Nearby Features

Nearby unusual features also modify your stronghold’s cost. A stronghold atop a mesa is hard to assault and thus more valuable, while one near an evil forest might be less valuable because it’s constantly beset by monster attacks from the woods.

With your DM’s approval, you can build your stronghold near benign features such as a consecrated shrine or malign features such as a monster lair nearby. Choose as many as you like from Table 1–3.

For terrain features, you can choose the same feature more than once to cover more than one direction. If you pay an extra 8%, for example, you can have a river on both the north and east sides of your stronghold. It’s also possible to mix good and bad terrain features in this way. The land to the west of your stronghold could slope away (impeding normal movement) but be heavily wooded (making attacking easier), resulting in no net modifier to your stronghold’s cost.

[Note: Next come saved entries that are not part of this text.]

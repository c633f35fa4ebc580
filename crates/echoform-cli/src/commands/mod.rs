//! CLI command implementations.

pub mod common;
pub mod hash;
pub mod inspect;
pub mod render;
pub mod validate;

Income sources can be purchased multiple times as well. This can represent multiple income sources, or an income source that’s more lucrative.

Table 1–3: Nearby Feature Modifiers to Stronghold Price

Characteristic Modifier
Natural feature that impedes normal movement -2.00%
Natural feature that prohibits normal movement -4.00%
Natural feature that makes attacking easier +2.00%
Site under legal dispute +5.00%
Site in lawless area +10.00%
Site controls income source -10.00%
Nearby potential income source -5.00%
Site hidden from long-range observation -5.00%
Monster lair nearby special*

*See text below.

Natural Features: Features that impede normal movement include hills, tidal flats, and rough terrain that would slow an attacking army. The cost assumes you have built a road for normal traffic in and out of your stronghold. The extent of natural features is left deliberately vague, but the terrain types and obstructions listed in Chapter 9 of the Player’s Handbook are a good starting point.

Natural features that prohibit normal movement are more significant barriers such as cliffs, rivers, and more exotic obstacles such as lava plains. Any kind of feature that requires a skill such as Swim or Climb to move through falls into this category. The shape and extent of the natural features depends on the specific site.

Some features actually make a stronghold easier to attack, such as high ground that overlooks a castle or a forest that provides cover for attackers.

Legal Status of Site: If your site is under legal dispute, it means that someone else has a claim on your stronghold or the land it sits on. Perhaps a noble family technically owns the land, but no members of the family have been seen for a decade. Maybe another nation believes that any stronghold near their border belongs to them. Exactly who disputes the site’s status and how they’ll enforce their claim is up to the DM.

Sites in lawless areas face a different problem: There’s no other authority in the land. If the stronghold runs into trouble, there’s no greater power to appeal to, and the stronghold’s residents are on their own. Ownership of the stronghold lasts until it’s taken away by force.

Income Sources: The exact nature of income sources varies, but they all work the same way. Each income source provides 1% of the stronghold’s final price annually as pure profit—above and beyond labor costs and other expenses. You must supply living quarters for the workers needed (20 per income source) if you want them protected behind the walls of your stronghold.

Potential income sources require some work before they start generating income. You may accomplish this by spending an additional 5% of the stronghold’s final cost at some point (essentially purchasing a controlled income source in two installments). This expenditure covers the income source’s start-up costs. Alternatively, you can complete an adventure such as clearing the gem mines of undead or completing a diplomatic mission to earn timber-harvesting rights from nearby centaurs.

Some ideas for income sources include crops harvested nearby, ranching and horse-breeding, a toll road, gem or precious metal mines, a timber operation, or a travelers’ inn.

Site Hidden from Observation: Forest strongholds and other camouflaged structures pay this cost modifier. Most strongholds can be seen from miles away, but hidden strongholds follow the rules for spotting distance as if they were stationary, Colossal creatures (see Table 3–1 of the DUNGEON MASTER’s Guide for spotting distances). If you use magic to conceal your stronghold, you don’t pay this surcharge, because you’re paying for the magic instead.

Monster Lair Nearby: The exact nature of the monsters and the location of the lair are up to the DM. Clearing out the lair should be the basis for an adventure, not just a single battle. Depending what lives there, it may be possible to handle the problem diplomatically. To earn the price break, the nearby monsters must at least initially be hostile. To determine the price break, find the encounter in the lair with the highest EL, and subtract 3. Then add 1 for every additional encounter (up to three) within 1 EL of this encounter. The final price break shouldn’t be greater than the highest EL in the lair unless particularly unusual circumstances dictate (DM’s option).

Adding It All Up: Add the modifiers from your climate/terrain type, primary settlement, and nearby features. You’ll apply the sum of these modifiers to your stronghold’s construction cost to arrive at a final price in step 4.